As I squeezed into a packed car park – it was never this full in boom time – my phone rang. It was my boss, Alexander Noren, calling from Stockholm, keeping me informed about the prognosis on his wrist injury which he had been carrying for much of our recent trip to the Far East and Australia but had become bad enough in our final event in Bali to warrant his contemplation of withdrawal from the event on Friday afternoon.
It had been hot, his wrist was sore and particularly painful at impact with the driver. Having hit three balls off the 16th tee in the second round we had a little chat walking up the fairway both wondering tacitly which ball we would find and what number we would clock up on the hole, nine was not unrealistic.
He actually found his first ball in an unplayable lie and miraculously made a par. This is what good players do, they salvage their round from probable disaster.
Alex decided to continue playing, went on to finish the tournament and had a putt on the last hole on Sunday to possibly force a play-off, confirming the wide-held belief on tour to “beware of the injured golfer”.
When a golfer has an injury it is a difficult decision for him to withdraw. With internal niggles, as anyone who has suffered with a bad back or a stiff neck will testify to, we are always hopeful of feeling better in the morning.
Hope can sometimes be the worst quality in man. Sometimes it is best to be realistic and take the break your body needs to recover.
This is essentially what we talked about walking up the 16th fairway in Bali. Our consensus was that at 26, Alex is young, he has a long year and hopefully a long career ahead of him, so why risk competing in what was a relatively obscure event and possibly compromise the rest of his year and more? Why, because he had a chance to win and, of course, that is why all these competitors play.
Of course we have had a couple of very recent high-profile cases of injuries with Tiger Woods and our own Pádraig Harrington last year which highlighted both the physical prowess and decision-making ability of both gritty major champions. The sight of Tiger limping around southern California in the play-off for the US Open last June would have left an observer, who knew nothing about golf, wondering why he was putting himself through it. Answer: because he is a competitor. Of course the result was another title and almost eight months off with surgery and rehab on the damaged knee.
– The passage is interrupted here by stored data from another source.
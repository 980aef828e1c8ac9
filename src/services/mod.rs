use crate::{
    db::EngagementGateway,
    error::{AppError, AppResult},
    models::{Film, FilmId, Review, ReviewId, User, UserId},
};

pub mod engagement;
pub mod friendship;
pub mod keyed_lock;
pub mod recommendations;
pub mod reviews;

pub use engagement::EngagementStore;
pub use friendship::FriendshipGraph;
pub use keyed_lock::KeyedMutex;
pub use recommendations::RecommendationEngine;
pub use reviews::ReviewScoreTracker;

/// Loads a user or fails with a typed not-found error
pub(crate) async fn require_user(gateway: &dyn EngagementGateway, id: UserId) -> AppResult<User> {
    gateway.load_user(id).await?.ok_or_else(|| {
        tracing::info!(user_id = id, "User not found");
        AppError::NotFound(format!("user with id {} not found", id))
    })
}

/// Loads a film or fails with a typed not-found error
pub(crate) async fn require_film(gateway: &dyn EngagementGateway, id: FilmId) -> AppResult<Film> {
    gateway.load_film(id).await?.ok_or_else(|| {
        tracing::info!(film_id = id, "Film not found");
        AppError::NotFound(format!("film with id {} not found", id))
    })
}

/// Loads a review or fails with a typed not-found error
pub(crate) async fn require_review(
    gateway: &dyn EngagementGateway,
    id: ReviewId,
) -> AppResult<Review> {
    gateway.load_review(id).await?.ok_or_else(|| {
        tracing::info!(review_id = id, "Review not found");
        AppError::NotFound(format!("review with id {} not found", id))
    })
}
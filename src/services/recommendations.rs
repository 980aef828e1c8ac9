use std::sync::Arc;

use crate::{
    db::{Cache, CacheKey, EngagementGateway},
    error::AppResult,
    models::{Film, FilmId, UserId},
    services::require_user,
};

/// Seconds a recommendation listing may be served from Redis
const RECOMMEND_CACHE_TTL: u64 = 60;

/// Nearest-neighbor-by-overlap collaborative filter
///
/// A single neighbor is selected per call: the user sharing the most liked
/// films with the target. Recommendations are the neighbor's likes the
/// target has not liked yet. No weighting, no blending of candidates.
pub struct RecommendationEngine {
    gateway: Arc<dyn EngagementGateway>,
    cache: Option<Cache>,
}

impl RecommendationEngine {
    pub fn new(gateway: Arc<dyn EngagementGateway>) -> Self {
        Self {
            gateway,
            cache: None,
        }
    }

    /// Same engine, with listings served read-through from Redis
    pub fn with_cache(gateway: Arc<dyn EngagementGateway>, cache: Cache) -> Self {
        Self {
            gateway,
            cache: Some(cache),
        }
    }

    /// Recommends films for `user_id`, ordered by ascending film id
    ///
    /// Scans every other user's like set and keeps the one with the largest
    /// overlap, ties broken by smallest user id. A best overlap of zero
    /// means no taste signal at all, which yields an empty list rather than
    /// a fallback ranking.
    pub async fn recommend(&self, user_id: UserId) -> AppResult<Vec<Film>> {
        require_user(self.gateway.as_ref(), user_id).await?;

        let key = CacheKey::Recommendations(user_id);
        if let Some(cache) = &self.cache {
            if let Some(cached) = cache.get_from_cache::<Vec<Film>>(&key).await? {
                tracing::debug!(key = %key, "Cache hit");
                return Ok(cached);
            }
            tracing::debug!(key = %key, "Cache miss");
        }

        let all_likes = self.gateway.load_all_user_likes().await?;
        let target_likes = all_likes.get(&user_id).cloned().unwrap_or_default();

        let mut best: Option<(usize, UserId)> = None;
        for (&candidate, likes) in &all_likes {
            if candidate == user_id {
                continue;
            }

            let overlap = likes.intersection(&target_likes).count();
            if overlap == 0 {
                continue;
            }

            let replace = match best {
                None => true,
                Some((best_overlap, best_id)) => {
                    overlap > best_overlap || (overlap == best_overlap && candidate < best_id)
                }
            };
            if replace {
                best = Some((overlap, candidate));
            }
        }

        let Some((overlap, neighbor)) = best else {
            tracing::info!(user_id = user_id, "No like overlap with any user");
            return Ok(Vec::new());
        };

        let neighbor_likes = &all_likes[&neighbor];
        let mut film_ids: Vec<FilmId> = neighbor_likes
            .difference(&target_likes)
            .copied()
            .collect();
        film_ids.sort_unstable();

        let mut films: Vec<Film> = self
            .gateway
            .load_films_with_counts(&film_ids)
            .await?
            .into_iter()
            .map(|ranked| ranked.film)
            .collect();
        films.sort_by_key(|film| film.id);

        tracing::info!(
            user_id = user_id,
            neighbor_id = neighbor,
            overlap = overlap,
            recommended = films.len(),
            "Recommendations computed"
        );

        if let Some(cache) = &self.cache {
            cache.set_in_background(&key, &films, RECOMMEND_CACHE_TTL);
        }

        Ok(films)
    }
}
Pádraig of course made the correct decision to play the British Open Championship last July despite carrying what appeared to be a serious wrist injury. Dealing with an injury questions not only your pain threshold but also your thought process about what damage you are doing yourself by playing through the pain. Golfers are one of the few sportspeople who can have a very long professional life-span; it is important not to be short-sighted.
Pádraig’s decision that “it will probably be all right in the morning”, in hindsight of course, was the right one as he not only competed but went on to win his second Claret Jug. My ex-boss Retief Goosen once played a round in an event with a broken arm, such was his tolerance for pain.
So as I listened to my boss tell me of the MRIs and X-rays and poking and prodding of Scandinavia’s finest physicians at his left wrist, I quickly realised that I may well become a permanent fixture on my club’s timesheet. My relatively new boss had been told by the experts it would need at least another three to four weeks before he could play again.
They fortunately came to the conclusion that although it was a limiting injury, the ligament restriction that he was experiencing in his left wrist was not a career-breaking problem, as long as he rested.
Not hitting golf balls for professionals creates many types of withdrawal symptoms. For a young Swede to be banned from the range for so long could result in him going cold turkey; it is an extremely tough ask.
It must be very frustrating for Alex, who had such a strong start to the year, to have to sit out for so long. It is also a relief that he does not have a serious injury. So for him it’s the couch and for his caddie it is time to slot into the weekend golf routine on the other side of the bag.